Every project I start has the same 20 minutes of setup.
Write the HTTP client with retry logic. Set up the file watcher. Write the CSV parser. Build the rate limiter. Wire up the scheduler. I know exactly how to do all of it — I've done it fifty times. But I still write it from scratch every time, because I never had a clean canonical version I trusted enough to copy.
This year I stopped doing that. I went back through my last 2 years of projects and pulled out every script that (a) I'd rebuilt more than twice and (b) had survived production without modifications. I got 25 scripts. I cleaned them up, documented them properly, and packaged them.
Here's what's in there and why I made the choices I made.
What "production-ready" means in practice
Tutorial scripts have three failure modes:
- No error handling — they work until they don't, with no useful error output
- Hardcoded config — you have to edit the file to change any parameter
- No CLI — you can only run them from another Python script, not from a shell or scheduler
Every script in the cookbook fixes all three. They use argparse for CLI, handle errors with useful exit codes and messages, and are completely self-contained — no shared state, no internal imports required.
The goal: you should be able to drop any script into a new project, read it in 5 minutes, and run it. Then adapt it if you need to.
The pattern I found across all 25 scripts
When I went back through 2 years of projects to pull the scripts worth keeping, I expected to filter by "does this work." That turned out to be the wrong filter. Plenty of scripts worked. What I actually filtered on was: has this been reused without modification?
The scripts that survived that filter shared four properties. None of them are surprising in isolation. What surprised me was how consistently tutorials and quick solutions violate all four.
1. They fail loudly with useful exit codes and error messages, not silently.
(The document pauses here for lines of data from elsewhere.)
//! Area population estimates and the time-of-day density factor.

use crate::data::resolve_city;
use crate::domain::{CityTier, GeoPoint};
use crate::math::circle_area_km2;

/// Share of residents assumed to be in the workforce.
pub const LABOR_PARTICIPATION: f64 = 0.5;

const WEEKEND_DAMPENER: f64 = 0.3;
const DENSITY_FACTOR_MIN: f64 = 0.1;
const DENSITY_FACTOR_MAX: f64 = 1.0;

/// Time-of-day band multiplier. `hour` is taken modulo 24.
pub fn hour_band(hour: u32) -> f64 {
    match hour % 24 {
        0..=6 => 0.1,
        7..=8 => 0.5,
        9..=11 => 0.9,
        12..=13 => 0.7,
        14..=17 => 1.0,
        18..=20 => 0.6,
        _ => 0.3,
    }
}

/// Multiplier turning a raw nearby estimate into a plausible live count.
pub fn density_factor(tier: CityTier, hour: u32, is_weekend: bool) -> f64 {
    let weekend = if is_weekend { WEEKEND_DAMPENER } else { 1.0 };
    (tier.multiplier() * hour_band(hour) * weekend).clamp(DENSITY_FACTOR_MIN, DENSITY_FACTOR_MAX)
}

/// Working-age residents inside the circle.
///
/// Uses the nearest configured city's density, or `flat_density_per_km2`
/// when no city lies within the match radius.
pub fn estimated_area_total(center: GeoPoint, radius_m: f64, flat_density_per_km2: f64) -> u64 {
    if !(radius_m.is_finite() && radius_m > 0.0) {
        return 0;
    }
    let density = resolve_city(center).map_or(flat_density_per_km2, |c| c.population_density);
    let estimate = circle_area_km2(radius_m) * density * LABOR_PARTICIPATION;
    if estimate.is_finite() && estimate > 0.0 {
        estimate.round() as u64
    } else {
        0
    }
}

#[cfg(test)]
mod tests {
    use super::*;

    #[test]
    fn density_factor_table() {
        // Tier 1 afternoon saturates at the ceiling.
        assert_eq!(density_factor(CityTier::Tier1, 15, false), 1.0);
        assert!((density_factor(CityTier::Tier1, 10, false) - 1.0).abs() < 1e-12);
        assert!((density_factor(CityTier::Tier2, 10, false) - 0.9).abs() < 1e-12);
        assert!((density_factor(CityTier::Tier3, 19, false) - 0.48).abs() < 1e-12);
        assert!((density_factor(CityTier::NewTier1, 12, true) - 0.252).abs() < 1e-12);
        // Night floor.
        assert_eq!(density_factor(CityTier::Tier3, 3, true), 0.1);
    }

    #[test]
    fn density_factor_always_in_bounds() {
        for tier in [CityTier::Tier1, CityTier::NewTier1, CityTier::Tier2, CityTier::Tier3] {
            for hour in 0..48 {
                for weekend in [false, true] {
                    let f = density_factor(tier, hour, weekend);
                    assert!((0.1..=1.0).contains(&f));
                }
            }
        }
    }

    #[test]
    fn hour_wraps_past_midnight() {
        assert_eq!(hour_band(25), hour_band(1));
    }

    #[test]
    fn city_estimate_uses_city_density() {
        // Shenzhen: π × 1 km² × 8800 × 0.5 ≈ 13 823
        let total = estimated_area_total(GeoPoint::new(22.5431, 114.0579), 1_000.0, 500.0);
        assert_eq!(total, 13_823);
    }

    #[test]
    fn remote_estimate_uses_flat_density() {
        // π × 4 km² × 500 × 0.5 ≈ 3 142
        let total = estimated_area_total(GeoPoint::new(10.0, -150.0), 2_000.0, 500.0);
        assert_eq!(total, 3_142);
    }

    #[test]
    fn degenerate_radius_estimates_zero() {
        assert_eq!(estimated_area_total(GeoPoint::new(22.5, 114.0), 0.0, 500.0), 0);
        assert_eq!(estimated_area_total(GeoPoint::new(22.5, 114.0), f64::NAN, 500.0), 0);
    }
}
A script that swallows an exception and exits 0 is worse than one that crashes — at least the crash tells you something broke. The production-worthy version catches exceptions at the boundary, logs a message that includes the error type and the value that caused it, and exits with a non-zero code. A cron job that returns exit 1 triggers an alert. One that returns exit 0 silently drops your data with no indication anything went wrong.
2. Every configurable value is a CLI arg with a documented default, never hardcoded.
Hardcoded values look like shortcuts when you're writing the script and look like landmines six months later when someone runs it in a slightly different context. File paths, timeouts, retry counts, output directories — all of these appear as argparse arguments with sensible defaults. If you need to run the same script against a different endpoint or with a longer timeout, you pass a flag; you don't edit the file.
3. They're idempotent — running them twice produces the same result.
This matters most for scripts run by schedulers or CI pipelines, where the same script might run twice due to a retry or a race condition. A script that creates a file should check if it already exists. A script that inserts records should handle duplicates. A script that syncs a directory should be a no-op if the directories are already in sync. Idempotence is not free, but the cost of writing it once is much lower than the cost of debugging a corruption caused by a double-run at 3 AM.
4. They do one thing and expose a clean interface.
The scripts that didn't survive tended to grow. Start as a file downloader, acquire some transformation logic, pick up a notification step, accumulate a few flags that change the behavior in incompatible ways. A script doing four things is four things you can't independently test, reuse, or replace. The ones worth keeping are narrow. The composition of narrow scripts produces complex behavior; the script itself stays simple.
Tutorial code violates all four of these constantly — not because the authors are wrong, but because tutorials optimize for clarity at the moment of reading, not for reliability at the moment of production failure. AI-generated scripts have the same problem: they optimize for plausible-looking output, not for what happens when the rate limiter fires at 2 AM and your CI has no one watching it. Every script in this cookbook was debugged in production before it ended up here. None of them are generated.
4 scripts worth showing in detail
1. HTTP client with retry logic and rate limiting
The problem: most requests implementations handle 200s and 500s. They don't handle rate limits (429), transient failures (503), or connection timeouts gracefully. You find out when something breaks at 2 AM.
What the script does:
- Configurable backoff (exponential with jitter, adjustable base/max/multiplier)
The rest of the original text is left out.